For IBM, it is a big step forward unveiled at Oak Ridge National Laboratory in Tennessee. Currently, it will have a peak performance of 200,000 trillion calculations per second, thus making it the “most powerful and smartest scientific supercomputer.”- Dave Turek, vice president of high-performance computing and cognitive systems at IBM. This performance will ensure a position at the top of the Top 500 supercomputer ranking that will be published later this month. Since 2012, this will be the first time that a U.S.-based supercomputer has held the top spot on that list.

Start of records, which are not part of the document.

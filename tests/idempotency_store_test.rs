//! SQLite check-and-set semantics: lock lifecycle, attempt caps, expiry
//! handling, and winner uniqueness under contention.

mod helpers;

use std::sync::Arc;

use chrono::Duration;
use serde_json::json;

use gwi::domain::models::event_key::EventSource;
use gwi::domain::models::idempotency::{CachedResponse, CheckOutcome, IdempotencyStatus};
use gwi::domain::ports::idempotency_store::{CheckAndSetParams, IdempotencyStore};
use gwi::infrastructure::database::SqliteIdempotencyStore;

use helpers::database::{setup_test_db, teardown_test_db};

fn params(key: &str) -> CheckAndSetParams {
    CheckAndSetParams {
        key: key.to_string(),
        source: EventSource::Api,
        tenant_id: "t-1".to_string(),
        request_hash: "hash".to_string(),
        lock_timeout: Duration::seconds(60),
        max_attempts: 3,
        failed_ttl: Duration::seconds(3600),
    }
}

fn short_lock(key: &str) -> CheckAndSetParams {
    CheckAndSetParams {
        lock_timeout: Duration::milliseconds(20),
        ..params(key)
    }
}

#[tokio::test]
async fn first_caller_wins_second_sees_processing() {
    let pool = setup_test_db().await;
    let store = SqliteIdempotencyStore::new(pool.clone());

    let outcome = store.check_and_set(&params("api:c:r1")).await.unwrap();
    assert!(outcome.is_new());

    let outcome = store.check_and_set(&params("api:c:r1")).await.unwrap();
    match outcome {
        CheckOutcome::Processing(record) => {
            assert_eq!(record.status, IdempotencyStatus::Processing);
            assert_eq!(record.attempts, 1);
        }
        other => panic!("expected Processing, got {other:?}"),
    }

    teardown_test_db(pool).await;
}

#[tokio::test]
async fn settled_keys_replay_until_expiry() {
    let pool = setup_test_db().await;
    let store = SqliteIdempotencyStore::new(pool.clone());

    assert!(store.check_and_set(&params("api:c:r2")).await.unwrap().is_new());
    store
        .settle_completed(
            "t-1",
            "api:c:r2",
            &CachedResponse::Message {
                text: "done".to_string(),
            },
            Duration::hours(1),
        )
        .await
        .unwrap();

    match store.check_and_set(&params("api:c:r2")).await.unwrap() {
        CheckOutcome::Duplicate(record) => {
            assert_eq!(record.status, IdempotencyStatus::Completed);
            assert!(record.lock_expires_at.is_none());
            assert!(record.expires_at.is_some());
        }
        other => panic!("expected Duplicate, got {other:?}"),
    }

    teardown_test_db(pool).await;
}

#[tokio::test]
async fn expired_settles_are_treated_as_absent() {
    let pool = setup_test_db().await;
    let store = SqliteIdempotencyStore::new(pool.clone());

    assert!(store.check_and_set(&params("api:c:r3")).await.unwrap().is_new());
    store
        .settle_completed(
            "t-1",
            "api:c:r3",
            &CachedResponse::Message {
                text: "old".to_string(),
            },
            Duration::milliseconds(10),
        )
        .await
        .unwrap();

    tokio::time::sleep(std::time::Duration::from_millis(30)).await;

    // The record expired, so the key is processable again.
    let outcome = store.check_and_set(&params("api:c:r3")).await.unwrap();
    assert!(outcome.is_new());

    teardown_test_db(pool).await;
}

#[tokio::test]
async fn expired_locks_are_recovered_up_to_the_attempt_cap() {
    let pool = setup_test_db().await;
    let store = SqliteIdempotencyStore::new(pool.clone());
    let key = "api:c:r4";

    // First holder acquires and "crashes": the lock just expires.
    assert!(store.check_and_set(&short_lock(key)).await.unwrap().is_new());
    tokio::time::sleep(std::time::Duration::from_millis(40)).await;

    // Attempt 2: lock recovery.
    match store.check_and_set(&short_lock(key)).await.unwrap() {
        CheckOutcome::New { lock_recovered } => assert!(lock_recovered),
        other => panic!("expected lock recovery, got {other:?}"),
    }
    tokio::time::sleep(std::time::Duration::from_millis(40)).await;

    // Attempt 3: last allowed recovery.
    assert!(store.check_and_set(&short_lock(key)).await.unwrap().is_new());
    tokio::time::sleep(std::time::Duration::from_millis(40)).await;

    // Attempt cap reached: the key settles as failed.
    match store.check_and_set(&short_lock(key)).await.unwrap() {
        CheckOutcome::Duplicate(record) => {
            assert_eq!(record.status, IdempotencyStatus::Failed);
            assert_eq!(
                record.error.as_deref(),
                Some("Max processing attempts exceeded")
            );
            assert!(record.lock_expires_at.is_none());
        }
        other => panic!("expected failed Duplicate, got {other:?}"),
    }

    teardown_test_db(pool).await;
}

#[tokio::test]
async fn exactly_one_winner_under_contention() {
    let pool = setup_test_db().await;
    let store = Arc::new(SqliteIdempotencyStore::new(pool.clone()));

    let mut tasks = Vec::new();
    for _ in 0..10 {
        let store = Arc::clone(&store);
        tasks.push(tokio::spawn(async move {
            store.check_and_set(&params("api:c:contended")).await.unwrap()
        }));
    }

    let mut winners = 0;
    for task in tasks {
        if task.await.unwrap().is_new() {
            winners += 1;
        }
    }
    assert_eq!(winners, 1);

    teardown_test_db(pool).await;
}

#[tokio::test]
async fn cleanup_removes_exactly_the_expired() {
    let pool = setup_test_db().await;
    let store = SqliteIdempotencyStore::new(pool.clone());

    for (key, ttl_ms) in [("api:c:dead1", 5), ("api:c:dead2", 5), ("api:c:alive", 60_000)] {
        assert!(store.check_and_set(&params(key)).await.unwrap().is_new());
        store
            .settle_completed(
                "t-1",
                key,
                &CachedResponse::Message {
                    text: json!({"key": key}).to_string(),
                },
                Duration::milliseconds(ttl_ms),
            )
            .await
            .unwrap();
    }

    tokio::time::sleep(std::time::Duration::from_millis(30)).await;
    let removed = store.cleanup_expired().await.unwrap();
    assert_eq!(removed, 2);

    assert!(store.get("t-1", "api:c:dead1").await.unwrap().is_none());
    assert!(store.get("t-1", "api:c:alive").await.unwrap().is_some());

    teardown_test_db(pool).await;
}

#[tokio::test]
async fn get_round_trips_the_full_record() {
    let pool = setup_test_db().await;
    let store = SqliteIdempotencyStore::new(pool.clone());

    assert!(store.check_and_set(&params("api:c:r5")).await.unwrap().is_new());
    let run_id = uuid::Uuid::new_v4();
    store
        .settle_completed(
            "t-1",
            "api:c:r5",
            &CachedResponse::RunStarted {
                run_id,
                status_code: Some(202),
                body: Some(json!({"run_id": run_id})),
            },
            Duration::hours(1),
        )
        .await
        .unwrap();

    let record = store.get("t-1", "api:c:r5").await.unwrap().unwrap();
    assert_eq!(record.source, EventSource::Api);
    assert_eq!(record.request_hash, "hash");
    assert_eq!(record.run_id, Some(run_id));
    match record.response.unwrap() {
        CachedResponse::RunStarted { run_id: cached, .. } => assert_eq!(cached, run_id),
        other => panic!("expected RunStarted, got {other:?}"),
    }

    teardown_test_db(pool).await;
}
//! Canonical JSON serialization and content hashing.
//!
//! Two valid serializations of the same logical document must produce
//! the same bytes, or signatures and request hashes would depend on key
//! order. Canonical form: object keys sorted, entries with null values
//! omitted uniformly, arrays kept in order, no insignificant whitespace.

use serde_json::Value;
use sha2::{Digest, Sha256};

/// Render a JSON value in canonical form.
pub fn canonical_json(value: &Value) -> String {
    let mut out = String::new();
    write_canonical(value, &mut out);
    out
}

fn write_canonical(value: &Value, out: &mut String) {
    match value {
        Value::Object(map) => {
            let mut keys: Vec<&String> = map
                .iter()
                .filter(|(_, v)| !v.is_null())
                .map(|(k, _)| k)
                .collect();
            keys.sort();

            out.push('{');
            for (i, key) in keys.iter().enumerate() {
                if i > 0 {
                    out.push(',');
                }
                // Key order is the only thing we normalize on strings;
                // serde_json handles escaping.
                out.push_str(&Value::String((*key).clone()).to_string());
                out.push(':');
                write_canonical(&map[*key], out);
            }
            out.push('}');
        }
        Value::Array(items) => {
            out.push('[');
            for (i, item) in items.iter().enumerate() {
                if i > 0 {
                    out.push(',');
                }
                write_canonical(item, out);
            }
            out.push(']');
        }
        other => out.push_str(&other.to_string()),
    }
}

/// Hex-encoded SHA-256 digest.
pub fn sha256_hex(bytes: &[u8]) -> String {
    let digest = Sha256::digest(bytes);
    let mut out = String::with_capacity(digest.len() * 2);
    for byte in digest {
        use std::fmt::Write;
        let _ = write!(out, "{byte:02x}");
    }
    out
}

/// SHA-256 of a payload's canonical form. Key order in the input is
/// irrelevant by construction.
pub fn content_hash(value: &Value) -> String {
    sha256_hex(canonical_json(value).as_bytes())
}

Summit features 4,608 computer servers with two 22-core IBM Power9 chips and six Nvidia Tesla V100 GPUs, each with 10 petabytes of memory. It’s of no surprise that because of the Nvidia GPUs, the system is meant to be used for machine learning and deep learning applications.
Jeff Nichols, ORNL associate laboratory director for computing and computational sciences, announced that the summit’s AI-optimized hardware “gives researchers an incredible platform for analyzing massive datasets and creating intelligent software to accelerate the pace of discovery.” It will be used for designing chemical formula, exploring new materials, studying links between cancer and genes on a very large scale, and so on.
It takes up an eighth of an acre that is the size of two tennis courts. Its peak energy consumption of about 15 megawatts can provide power to more than 7,000 homes.
IBM has been continuing to build DOE supercomputers, and Summit isn’t the end of its invention; instead, it is a step forward in reaching the later goals of one that can perform about 5 times that of Summit.